The quote comes from the ministerial foreword to the new Cycling and Walking Investment Strategy for England (CWIS). Credit to the Secretary of State, Patrick McLoughlin, and his minister Robert Goodwill: their foreword reads really well, no pyramids of piffle here. In fact the CWIS is packed with clear statements of policy and proposals for action.
“If we can increase levels of walking and cycling, the benefits are substantial. For people, it means cheaper travel and better health. For businesses, it means increased productivity and increased footfall in shops. And for society as a whole it means lower congestion, better air quality, and vibrant, attractive places and communities.” This is admirable.
"Realising this ambition will not only take sustained investment in cycling and walking infrastructure but also long-term transport planning and a change in attitudes amongst central Government, local bodies, businesses, communities and individuals." This, critical.
So far, so terrific. But this clarity of purpose and of language is undermined by the proposed levels of investment in the draft CWIS, so out of scale with the stated ambition as to be almost comical. While successful, mature active travel societies such as the Netherlands and Denmark have invested in double figures per capita per annum (pcpa) over decades and even Luxembourg is now doing so, we are invited to believe that the "transformative" travel behaviour change government wants to see in England can be achieved at little more than £1 pcpa.
It cannot, and no serious investment strategy could propose such a thing.

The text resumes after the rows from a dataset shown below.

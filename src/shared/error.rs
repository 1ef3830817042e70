//! Unified application error model (maps internal failures to `CODE: message` strings).

use std::sync::Arc;

pub type AppResult<T> = Result<T, AppError>;

#[derive(Debug, Clone, thiserror::Error)]
#[error("{code}: {message}")]
pub struct AppError {
    code: String,
    message: String,
    #[source]
    source: Option<Arc<dyn std::error::Error + Send + Sync>>,
}

impl AppError {
    pub fn new(code: impl Into<String>, message: impl Into<String>) -> Self {
        Self {
            code: code.into(),
            message: message.into(),
            source: None,
        }
    }

    pub fn with_source(
        code: impl Into<String>,
        message: impl Into<String>,
        source: impl std::error::Error + Send + Sync + 'static,
    ) -> Self {
        Self {
            code: code.into(),
            message: message.into(),
            source: Some(Arc::new(source)),
        }
    }

    pub fn code(&self) -> &str {
        &self.code
    }
}

/// Build a `DB_ERROR` coded [`AppError`] from a format string.
macro_rules! db_err {
    ($($arg:tt)*) => {
        $crate::shared::error::AppError::new("DB_ERROR", format!($($arg)*))
    };
}
pub(crate) use db_err;

fn split_code_message(raw: &str) -> Option<(&str, &str)> {
    let msg = raw.trim();
    if msg.is_empty() {
        return None;
    }

    let (maybe_code, rest) = msg.split_once(':')?;
    let code = maybe_code.trim();
    if code.is_empty() {
        return None;
    }
    let mut chars = code.chars();
    let first = chars.next()?;
    if !first.is_ascii_uppercase() {
        return None;
    }
    if !chars.all(|ch| ch.is_ascii_uppercase() || ch.is_ascii_digit() || ch == '_') {
        return None;
    }
    Some((code, rest.trim()))
}

impl From<String> for AppError {
    fn from(value: String) -> Self {
        if let Some((code, rest)) = split_code_message(&value) {
            if !rest.is_empty() {
                return AppError::new(code.to_string(), rest.to_string());
            }
        }
        AppError::new("INTERNAL_ERROR", value)
    }
}

impl From<&'static str> for AppError {
    fn from(value: &'static str) -> Self {
        AppError::from(value.to_string())
    }
}

impl From<std::io::Error> for AppError {
    fn from(value: std::io::Error) -> Self {
        let message = value.to_string();
        AppError::with_source("IO_ERROR", message, value)
    }
}
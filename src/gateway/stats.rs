//! Request logging, runtime verbosity, and the /stats counter dump.

use super::routes::GatewayState;
use crate::apicache::{ApiRequest, ApiResponse};
use crate::shared::time::format_api_datetime;
use std::fmt::Write as _;
use std::sync::atomic::{AtomicI32, Ordering};

static VERBOSITY: AtomicI32 = AtomicI32::new(0);

pub fn verbosity() -> i32 {
    VERBOSITY.load(Ordering::Relaxed)
}

pub fn enable_verbose() -> i32 {
    VERBOSITY.fetch_add(1, Ordering::Relaxed) + 1
}

pub fn disable_verbose() {
    VERBOSITY.store(0, Ordering::Relaxed);
}

#[derive(Debug, Clone, Copy)]
pub(super) enum RequestSource {
    Cache,
    Worker(usize),
}

fn censor_value(key: &str, value: &str, level: i32, censor: bool) -> String {
    // Full credentials only show up at high verbosity with censoring off.
    if key == "vcode" && value.len() == 64 && censor && level < 3 {
        format!("{}...", &value[..8])
    } else {
        value.to_string()
    }
}

pub(super) fn log_request(
    state: &GatewayState,
    request: &ApiRequest,
    response: &ApiResponse,
    source: RequestSource,
) {
    let level = verbosity();
    let from_worker = matches!(source, RequestSource::Worker(_));

    let wanted = (from_worker || level > 0)
        && (level >= 2 || state.log_requests || response.status != 200);
    if !wanted {
        return;
    }

    let mut query = String::new();
    for (key, value) in request.params() {
        let sep = if query.is_empty() { '?' } else { '&' };
        let shown = censor_value(key, value, level, state.censor_log);
        let _ = write!(query, "{sep}{key}={shown}");
    }

    let source = match source {
        RequestSource::Cache => "cache".to_string(),
        RequestSource::Worker(id) => format!("w{id}"),
    };
    let error = if response.error.code != 0 {
        format!(" Error {}: {}", response.error.code, response.error.text)
    } else {
        String::new()
    };

    tracing::info!(
        "{source}: /{}{query} HTTP: {} Expires: {}{error}",
        request.path(),
        response.status,
        format_api_datetime(response.expires),
    );
}

pub(super) async fn stats_text(state: &GatewayState) -> String {
    let workers = state.pool.stats();
    let mut out = String::new();

    let idle = workers.online.saturating_sub(workers.active);
    let _ = writeln!(out, "workers: {idle} idle, {} active", workers.active);
    for (id, count) in workers.counts.iter().enumerate() {
        let _ = writeln!(out, "  worker {id}: {count} requests");
    }

    match state.cache.stats() {
        Ok(cache) => {
            let _ = writeln!(
                out,
                "cache: {} entries ({} expired), {} body bytes",
                cache.entries, cache.expired, cache.body_bytes
            );
        }
        Err(err) => {
            let _ = writeln!(out, "cache: unavailable ({err})");
        }
    }

    let (rps, errors) = state.pool.limiter_counts().await;
    let _ = writeln!(
        out,
        "limits: {rps} events in req/s window, {errors} events in error window"
    );

    match state.client.panic_snapshot() {
        Some((until, code)) => {
            let _ = writeln!(
                out,
                "panic: code {code} until {}",
                format_api_datetime(until)
            );
        }
        None => {
            let _ = writeln!(out, "panic: clear");
        }
    }

    out
}

#[cfg(test)]
mod tests {
    use super::censor_value;

    const VCODE: &str = "0123456789abcdef0123456789abcdef0123456789abcdef0123456789abcdef";

    #[test]
    fn long_vcode_values_are_censored_by_default() {
        assert_eq!(censor_value("vcode", VCODE, 0, true), "01234567...");
    }

    #[test]
    fn high_verbosity_shows_the_full_value() {
        assert_eq!(censor_value("vcode", VCODE, 3, true), VCODE);
    }

    #[test]
    fn censoring_only_applies_to_vcode() {
        assert_eq!(censor_value("keyid", VCODE, 0, true), VCODE);
    }

    #[test]
    fn short_vcode_values_pass_through() {
        assert_eq!(censor_value("vcode", "abc", 0, true), "abc");
    }
}
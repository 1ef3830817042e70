//! Persistent response cache: fingerprint -> (status, body, expires).

mod sqlite;

pub use sqlite::SqliteCache;

use crate::shared::error::AppResult;
use chrono::{DateTime, Utc};
use std::sync::Arc;
use std::time::Duration;

#[derive(Debug, Clone)]
pub struct CachedEntry {
    pub status: u16,
    pub body: Vec<u8>,
    pub expires: DateTime<Utc>,
}

#[derive(Debug, Clone, Copy, Default)]
pub struct CacheStats {
    pub entries: u64,
    pub expired: u64,
    pub body_bytes: u64,
}

/// Storage backends must be safe for concurrent use. `get` never returns an
/// entry whose expiry has passed; a corrupt entry is invalidated and reported
/// as a miss rather than served stale.
pub trait Cacher: Send + Sync + 'static {
    fn store(&self, tag: &str, status: u16, body: &[u8], expires: DateTime<Utc>) -> AppResult<()>;
    fn get(&self, tag: &str) -> AppResult<Option<CachedEntry>>;
    fn purge_expired(&self) -> AppResult<usize>;
    fn purge_all(&self) -> AppResult<usize>;
    fn stats(&self) -> AppResult<CacheStats>;
}

/// Stand-in cacher that stores nothing. Useful for tests and for running
/// the client without persistence.
#[derive(Debug, Default)]
pub struct NullCache;

impl Cacher for NullCache {
    fn store(
        &self,
        tag: &str,
        status: u16,
        _body: &[u8],
        expires: DateTime<Utc>,
    ) -> AppResult<()> {
        tracing::debug!(%tag, status, %expires, "null cache discarding entry");
        Ok(())
    }

    fn get(&self, _tag: &str) -> AppResult<Option<CachedEntry>> {
        Ok(None)
    }

    fn purge_expired(&self) -> AppResult<usize> {
        Ok(0)
    }

    fn purge_all(&self) -> AppResult<usize> {
        Ok(0)
    }

    fn stats(&self) -> AppResult<CacheStats> {
        Ok(CacheStats::default())
    }
}

/// Periodically remove expired entries in the background.
pub fn spawn_sweeper(cache: Arc<dyn Cacher>, interval: Duration) -> tokio::task::JoinHandle<()> {
    tokio::spawn(async move {
        let mut ticker = tokio::time::interval(interval);
        ticker.set_missed_tick_behavior(tokio::time::MissedTickBehavior::Delay);
        // The first tick fires immediately; skip it so startup stays quiet.
        ticker.tick().await;
        loop {
            ticker.tick().await;
            let cache = cache.clone();
            let swept = tokio::task::spawn_blocking(move || cache.purge_expired()).await;
            match swept {
                Ok(Ok(count)) => {
                    tracing::debug!(count, "cache sweep collected expired entries");
                }
                Ok(Err(err)) => {
                    tracing::warn!("cache sweep failed: {err}");
                }
                Err(err) => {
                    tracing::warn!("cache sweep task failed: {err}");
                }
            }
        }
    })
}
//! Configuration file schema, defaults, and load/create helpers.

use crate::shared::error::{AppError, AppResult};
use serde::{Deserialize, Serialize};
use std::path::{Path, PathBuf};

#[derive(Debug, Clone, Serialize, Deserialize)]
#[serde(default)]
pub struct LoggingConfig {
    /// Append log output to this file instead of stderr.
    #[serde(skip_serializing_if = "Option::is_none")]
    pub log_file: Option<String>,
    /// Log every proxied request, not only failures.
    pub log_requests: bool,
    /// Censor credential-shaped parameter values in the request log.
    pub censor_log: bool,
    pub debug: bool,
}

impl Default for LoggingConfig {
    fn default() -> Self {
        Self {
            log_file: None,
            log_requests: false,
            censor_log: true,
            debug: false,
        }
    }
}

#[derive(Debug, Clone, Serialize, Deserialize)]
#[serde(default)]
pub struct Config {
    pub listen: String,
    /// Runtime worker threads; zero picks the tokio default.
    pub threads: usize,
    /// Upstream worker tasks; bounds outstanding upstream POSTs.
    pub workers: usize,
    pub retries: u32,
    pub api_timeout_secs: u64,
    pub requests_per_second: usize,
    pub error_period_secs: u64,
    pub max_errors: usize,
    pub base_url: String,
    pub user_agent: String,
    pub cache_path: PathBuf,
    /// Clear the persisted cache at startup instead of reloading it.
    pub fast_start: bool,
    /// Additional pages to proxy with the default handler.
    pub extra_pages: Vec<String>,
    pub logging: LoggingConfig,
}

impl Default for Config {
    fn default() -> Self {
        Self {
            listen: "127.0.0.1:3748".to_string(),
            threads: 0,
            workers: 10,
            retries: 3,
            api_timeout_secs: 60,
            requests_per_second: 30,
            error_period_secs: 60,
            max_errors: 75,
            base_url: "https://api.eveonline.com/".to_string(),
            user_agent: format!("apiproxy/{}", env!("CARGO_PKG_VERSION")),
            cache_path: PathBuf::from("apicache.db"),
            fast_start: false,
            extra_pages: Vec::new(),
            logging: LoggingConfig::default(),
        }
    }
}

fn validate(config: &Config) -> AppResult<()> {
    if config.listen.trim().is_empty() {
        return Err(AppError::new("CONFIG_INVALID", "listen address is required"));
    }
    if config.base_url.trim().is_empty() {
        return Err(AppError::new("CONFIG_INVALID", "base_url is required"));
    }
    if config.workers == 0 {
        return Err(AppError::new("CONFIG_INVALID", "workers must be > 0"));
    }
    if config.requests_per_second == 0 {
        return Err(AppError::new(
            "CONFIG_INVALID",
            "requests_per_second must be > 0",
        ));
    }
    if config.max_errors == 0 || config.error_period_secs == 0 {
        return Err(AppError::new(
            "CONFIG_INVALID",
            "max_errors and error_period_secs must be > 0",
        ));
    }
    Ok(())
}

pub fn load(path: &Path) -> AppResult<Config> {
    let raw = std::fs::read_to_string(path)
        .map_err(|e| AppError::new("CONFIG_READ", format!("{}: {e}", path.display())))?;
    let config: Config = toml::from_str(&raw)
        .map_err(|e| AppError::new("CONFIG_INVALID", format!("{}: {e}", path.display())))?;
    validate(&config)?;
    Ok(config)
}

/// Write the default configuration for operators to edit.
pub fn write_default(path: &Path) -> AppResult<()> {
    let rendered = toml::to_string_pretty(&Config::default())
        .map_err(|e| AppError::new("CONFIG_ENCODE", e.to_string()))?;
    std::fs::write(path, rendered)
        .map_err(|e| AppError::new("CONFIG_WRITE", format!("{}: {e}", path.display())))?;
    Ok(())
}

So here’s the point. You have until May 23rd to tell the government that active travel investment has to match the fine words and high ambition. To remind them of the massive benefits of active travel which they themselves list in the CWIS. And to point out that, by the DfT’s own calculations, active travel offers far better returns on investment than almost any motor transport schemes. So investment should be shifted from the £15 billion “biggest roads programme for decades” to where the value is: walking and cycling.
It's brief: we clearly don't need to tell ministers and civil servants how valuable and important walking and cycling are. If it helps you, use our content, but whatever you do please tell the government to take some of the the "I" from roads and cars, and put it into the CWIS. Otherwise those fine words will be just that: fine words.